**Try it**
Go through the records and report each line in which the word "format" occurs.

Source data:
┌──
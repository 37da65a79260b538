//! Local diagnostic commands (PING / TRACEROUTE).

use super::{BoxRead, ReadSource, Teardown, Upstream, UpstreamKind};
use crate::config::ServerConfig;
use crate::ping::TraceToPing;
use std::process::Stdio;
use tokio::process::Command;
use tracing::{debug, info};
use trelay_core::{AppKind, RelayError, RelayRequest, RelayResult};

/// Platform whose PING is emulated with traceroute.
const EMULATED_PING_PLATFORM: &str = "VCMS";
const TRACEROUTE_PREFIXES: [&str; 2] = ["/usr/sbin/traceroute", "tracert"];

/// A command ready to execute: template resolved, split on whitespace.
#[derive(Debug, Clone, PartialEq, Eq)]
pub struct CommandLine {
    pub program: String,
    pub args: Vec<String>,
    /// Full rendered text, for logging and ping-emulation detection.
    pub rendered: String,
}

impl CommandLine {
    /// Resolve the `<PLATFORM><APPNAME>COMMAND` template for `request`.
    pub fn for_request(config: &ServerConfig, request: &RelayRequest) -> RelayResult<Self> {
        let template = config
            .command_template(&request.platform, &request.app_name)
            .ok_or_else(|| {
                RelayError::Configuration(format!(
                    "{} COMMAND not defined for {}",
                    request.app_name, request.platform
                ))
            })?;
        let rendered = render(template, request)?;

        let mut words = rendered.split_whitespace().map(str::to_string);
        let program = words.next().ok_or_else(|| {
            RelayError::Configuration(format!(
                "{} COMMAND for {} is empty",
                request.app_name, request.platform
            ))
        })?;
        Ok(Self {
            program,
            args: words.collect(),
            rendered,
        })
    }

    /// PING on the emulating platform, implemented by a traceroute binary.
    pub fn emulates_ping(&self, request: &RelayRequest) -> bool {
        request.kind() == AppKind::Ping
            && request.platform == EMULATED_PING_PLATFORM
            && TRACEROUTE_PREFIXES
                .iter()
                .any(|prefix| self.rendered.starts_with(prefix))
    }
}

/// Apply `key=value` options, then the address placeholders.
pub fn render(template: &str, request: &RelayRequest) -> RelayResult<String> {
    let mut command = template.to_string();
    for (key, value) in parse_options(request.options.as_deref())? {
        command = command.replace(key, value);
    }
    Ok(command
        .replace("<DESTIP>", &request.relay_dst_ip)
        .replace("<SOURCEIP>", &request.relay_src_ip))
}

/// Split a comma separated `key=value` list. Blank entries are skipped.
pub fn parse_options(options: Option<&str>) -> RelayResult<Vec<(&str, &str)>> {
    let Some(options) = options else {
        return Ok(Vec::new());
    };
    options
        .split(',')
        .map(str::trim)
        .filter(|pair| !pair.is_empty())
        .map(|pair| match pair.split_once('=') {
            Some((key, value)) if !key.trim().is_empty() => Ok((key.trim(), value.trim())),
            _ => Err(RelayError::InvalidRequest(format!(
                "malformed option '{pair}', expected key=value"
            ))),
        })
        .collect()
}

/// Spawn the diagnostic command for `request` and expose it as an upstream.
///
/// TRACEROUTE keeps stderr as a side stream. Emulated ping hands both pipes
/// to [`TraceToPing`]. Plain PING discards stderr.
pub fn spawn_command(config: &ServerConfig, request: &RelayRequest) -> RelayResult<Upstream> {
    let command = CommandLine::for_request(config, request)?;
    let emulate = command.emulates_ping(request);
    let keep_stderr = reads_stderr(config, request, emulate);

    info!(command = %command.rendered, emulate, "spawning diagnostic command");
    let mut child = Command::new(&command.program)
        .args(&command.args)
        .stdin(Stdio::piped())
        .stdout(Stdio::piped())
        .stderr(if keep_stderr {
            Stdio::piped()
        } else {
            Stdio::null()
        })
        .kill_on_drop(true)
        .spawn()
        .map_err(|e| {
            RelayError::UpstreamUnavailable(format!("cannot start {}: {e}", command.program))
        })?;
    debug!(pid = ?child.id(), "diagnostic command started");

    let (Some(stdin), Some(stdout)) = (child.stdin.take(), child.stdout.take()) else {
        return Err(RelayError::UpstreamUnavailable(
            "process pipes unavailable".into(),
        ));
    };
    let stderr = child.stderr.take().map(|e| Box::new(e) as BoxRead);
    let stdout: BoxRead = Box::new(stdout);

    let (source, side): (Box<dyn super::ByteSource>, _) = if emulate {
        let grace = config.header_on_stderr().then_some(config.header_grace);
        (Box::new(TraceToPing::new(stdout, stderr, grace)), None)
    } else {
        (Box::new(ReadSource(stdout)), stderr)
    };

    Ok(Upstream {
        kind: UpstreamKind::Process,
        source,
        sink: Box::new(stdin),
        side,
        teardown: Teardown::process(child),
    })
}

/// Whether anything will consume the child's stderr. An unread pipe can
/// fill up and stall the process.
fn reads_stderr(config: &ServerConfig, request: &RelayRequest, emulate: bool) -> bool {
    if emulate {
        config.header_on_stderr()
    } else {
        request.kind() == AppKind::Traceroute
    }
}
//! CLI subcommand implementations.

pub mod collect;
pub mod connect;
pub mod diag;

use crate::session::Target;
use trelay_core::{RelayRequest, PROTOCOL_VERSION};

/// Settings shared by every subcommand, resolved from flags and config.
#[derive(Debug, Clone)]
pub struct Invocation {
    pub target: Target,
    pub platform: String,
    pub domain: String,
}

impl Invocation {
    /// A request carrying this client's platform, domain and version.
    pub fn request(&self, app_name: &str, src: &str, dst: &str, port: u16) -> RelayRequest {
        RelayRequest {
            app_name: app_name.to_string(),
            platform: self.platform.clone(),
            relay_src_ip: src.to_string(),
            relay_dst_ip: dst.to_string(),
            relay_dst_port: port,
            options: None,
            write_community: None,
            domain: self.domain.clone(),
            device_name: None,
            version: PROTOCOL_VERSION.to_string(),
        }
    }
}

#[cfg(test)]
pub(crate) fn invocation() -> Invocation {
    Invocation {
        target: Target {
            host: "localhost".into(),
            port: 44276,
            trust: crate::tls::Trust::Insecure,
        },
        platform: "VCMS".into(),
        domain: "lab".into(),
    }
}
async fn stream_collection(
    mut out: DuplexStream,
    job: &CollectionJob,
    runner: &dyn JobRunner,
    settings: &CollectorConfig,
) -> std::io::Result<()> {
    write_line(&mut out, &format!("Starting config collection for {}", job.device)).await?;
    info!(device = %job.device, kind = %job.collection_type, "config collection started");

    let report = match runner.run(job).await {
        Ok(report) => report,
        Err(e) => {
            warn!(device = %job.device, error = %e, "config collection failed");
            return write_line(&mut out, RUN_FAILED).await;
        }
    };
    if !report.transcript.is_empty() {
        out.write_all(report.transcript.as_bytes()).await?;
        if !report.transcript.ends_with('\n') {
            out.write_all(b"\n").await?;
        }
    }
    if report.successes == 0 {
        warn!(device = %job.device, "collector reported no successes");
        return write_line(&mut out, RUN_FAILED).await;
    }

    let Some(path) = settings
        .tftp_folder(&job.platform, &job.domain)
        .map(|folder| folder.join(&job.filename))
    else {
        warn!(platform = %job.platform, "no tftp folder configured");
        write_line(&mut out, FILE_NOT_FOUND).await?;
        return write_line(&mut out, RUN_FAILED).await;
    };

    match poll_for_file(&path, settings).await {
        Some(contents) => {
            write_line(&mut out, DISPLAY_END).await?;
            write_line(&mut out, &job.filename).await?;
            out.write_all(&contents).await?;
            out.flush().await
        }
        None => {
            warn!(path = %path.display(), "collected config not readable");
            write_line(&mut out, FILE_NOT_FOUND).await?;
            write_line(&mut out, RUN_FAILED).await
        }
    }
}

/// Wait for the collector to drop the file, then read it.
async fn poll_for_file(path: &Path, settings: &CollectorConfig) -> Option<Vec<u8>> {
    for attempt in 0..settings.poll_attempts {
        if attempt > 0 {
            tokio::time::sleep(settings.poll_interval).await;
        }
        match tokio::fs::read(path).await {
            Ok(contents) => return Some(contents),
            Err(e) if e.kind() == std::io::ErrorKind::NotFound => continue,
            Err(e) => {
                warn!(path = %path.display(), error = %e, "reading collected config");
                return None;
            }
        }
    }
    None
}

async fn write_line<W: AsyncWrite + Unpin>(out: &mut W, line: &str) -> std::io::Result<()> {
    out.write_all(line.as_bytes()).await?;
    out.write_all(b"\n").await?;
    out.flush().await
}

#[cfg(test)]
mod tests {
    use super::*;
    use crate::config::ServerConfig;
    use std::collections::HashMap;
    use std::time::Duration;
    use trelay_core::PROTOCOL_VERSION;

    fn request(options: &str) -> RelayRequest {
        RelayRequest {
            app_name: "CONFIG".into(),
            platform: "VCMS".into(),
            relay_src_ip: "10.1.1.1".into(),
            relay_dst_ip: "10.2.2.2".into(),
            relay_dst_port: 0,
            options: Some(options.into()),
            write_community: Some("private".into()),
            domain: "EAST".into(),
            device_name: Some("edge-router-1".into()),
            version: PROTOCOL_VERSION.into(),
        }
    }

    fn settings(folder: &std::path::Path) -> CollectorConfig {
        let mut settings = ServerConfig::default().collector;
        settings.cc_prohibited = vec!["DIR".into()];
        settings.poll_attempts = 3;
        settings.poll_interval = Duration::from_millis(10);
        settings.tftp_folders = HashMap::from([(
            "VCMS".to_string(),
            format!("{}/<DOMAIN>", folder.display()),
        )]);
        settings
    }

    struct FixedRunner(RelayResult<JobReport>);

    impl JobRunner for FixedRunner {
        fn run<'a>(
            &'a self,
            _job: &'a CollectionJob,
        ) -> Pin<Box<dyn Future<Output = RelayResult<JobReport>> + Send + 'a>> {
            let result = match &self.0 {
                Ok(report) => Ok(report.clone()),
                Err(e) => Err(RelayError::Collection(e.to_string())),
            };
            Box::pin(async move { result })
        }
    }

    async fn read_all(mut upstream: Upstream) -> String {
        let mut out = Vec::new();
        let mut buf = [0u8; 256];
        loop {
            let n = upstream.source.read(&mut buf).await.unwrap();
            if n == 0 {
                break;
            }
            out.extend_from_slice(&buf[..n]);
        }
        upstream.close().await;
        String::from_utf8(out).unwrap()
    }

    #[test]
    fn job_line_includes_community_for_snmp() {
        let dir = tempfile::tempdir().unwrap();
        let job = CollectionJob::from_request(&request("SNMP:RUN:edge.cfg"), &settings(dir.path()))
            .unwrap();
        assert_eq!(
            job.job_line(),
            "SNMP\t10.1.1.1\tedge-router-1\t10.2.2.2\tprivate\t10.1.1.1\tedge.cfg\tRUN"
        );

        let job = CollectionJob::from_request(&request("TELNET:RUN:edge.cfg"), &settings(dir.path()))
            .unwrap();
        assert_eq!(
            job.job_line(),
            "TELNET\t10.1.1.1\tedge-router-1\t10.2.2.2\t10.1.1.1\tedge.cfg\tRUN"
        );
    }

    #[test]
    fn malformed_and_prohibited_jobs_are_refused() {
        let dir = tempfile::tempdir().unwrap();
        let err = CollectionJob::from_request(&request("SNMP:RUN"), &settings(dir.path())).unwrap_err();
        assert!(matches!(err, RelayError::InvalidRequest(_)));

        let err =
            CollectionJob::from_request(&request("SNMP:dir:x.cfg"), &settings(dir.path())).unwrap_err();
        assert!(matches!(err, RelayError::Collection(_)));
    }

    #[tokio::test]
    async fn successful_job_streams_collected_file() {
        let dir = tempfile::tempdir().unwrap();
        std::fs::create_dir_all(dir.path().join("EAST")).unwrap();
        std::fs::write(dir.path().join("EAST/edge.cfg"), "hostname edge\n").unwrap();

        let settings = settings(dir.path());
        let job = CollectionJob::from_request(&request("SNMP:RUN:edge.cfg"), &settings).unwrap();
        let runner = Arc::new(FixedRunner(Ok(JobReport {
            successes: 1,
            transcript: "collected 1 device".into(),
        })));
        let text = read_all(open_collection(job, runner, settings)).await;
        assert_eq!(
            text,
            "Starting config collection for edge-router-1\n\
             collected 1 device\n\
             ##DISPLAYEND##\n\
             edge.cfg\n\
             hostname edge\n"
        );
    }

    #[tokio::test]
    async fn runner_failure_is_reported_in_stream() {
        let dir = tempfile::tempdir().unwrap();
        let settings = settings(dir.path());
        let job = CollectionJob::from_request(&request("SNMP:RUN:edge.cfg"), &settings).unwrap();
        let runner = Arc::new(FixedRunner(Err(RelayError::Collection("boom".into()))));
        let text = read_all(open_collection(job, runner, settings)).await;
        assert_eq!(
            text,
            "Starting config collection for edge-router-1\nError running config collection\n"
        );
    }

    #[tokio::test]
    async fn missing_file_after_polling_is_run_error() {
        let dir = tempfile::tempdir().unwrap();
        let settings = settings(dir.path());
        let job = CollectionJob::from_request(&request("SNMP:RUN:edge.cfg"), &settings).unwrap();
        let runner = Arc::new(FixedRunner(Ok(JobReport {
            successes: 1,
            transcript: String::new(),
        })));
        let text = read_all(open_collection(job, runner, settings)).await;
        assert_eq!(
            text,
            "Starting config collection for edge-router-1\n\
             config file not found\n\
             Error running config collection\n"
        );
        assert!(!text.contains(DISPLAY_END));
    }

    #[tokio::test]
    async fn missing_tftp_folder_is_run_error() {
        let dir = tempfile::tempdir().unwrap();
        let mut settings = settings(dir.path());
        settings.tftp_folders.clear();
        let job = CollectionJob::from_request(&request("SNMP:RUN:edge.cfg"), &settings).unwrap();
        let runner = Arc::new(FixedRunner(Ok(JobReport {
            successes: 1,
            transcript: String::new(),
        })));
        let text = read_all(open_collection(job, runner, settings)).await;
        assert!(text.ends_with("config file not found\nError running config collection\n"));
    }

    #[cfg(unix)]
    #[tokio::test]
    async fn command_runner_feeds_job_line_on_stdin() {
        let dir = tempfile::tempdir().unwrap();
        let mut settings = settings(dir.path());
        settings.command = Some("cat".into());
        let job = CollectionJob::from_request(&request("TELNET:RUN:edge.cfg"), &settings).unwrap();
        let report = CommandJobRunner::new(&settings).run(&job).await.unwrap();
        assert_eq!(report.successes, 1);
        assert_eq!(report.transcript, format!("{}\n", job.job_line()));
    }

    #[tokio::test]
    async fn command_runner_without_command_fails() {
        let dir = tempfile::tempdir().unwrap();
        let settings = settings(dir.path());
        let job = CollectionJob::from_request(&request("TELNET:RUN:edge.cfg"), &settings).unwrap();
        let err = CommandJobRunner::new(&settings).run(&job).await.unwrap_err();
        assert!(matches!(err, RelayError::Configuration(_)));
    }
}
└──
**Problem solution**
                RelayError::Configuration(format!(
            RelayError::Configuration(format!(
            _ => Err(RelayError::InvalidRequest(format!(
            RelayError::UpstreamUnavailable(format!("cannot start {}: {e}", command.program))
    write_line(&mut out, &format!("Starting config collection for {}", job.device)).await?;
            format!("{}/<DOMAIN>", folder.display()),
        assert_eq!(report.transcript, format!("{}\n", job.job_line()));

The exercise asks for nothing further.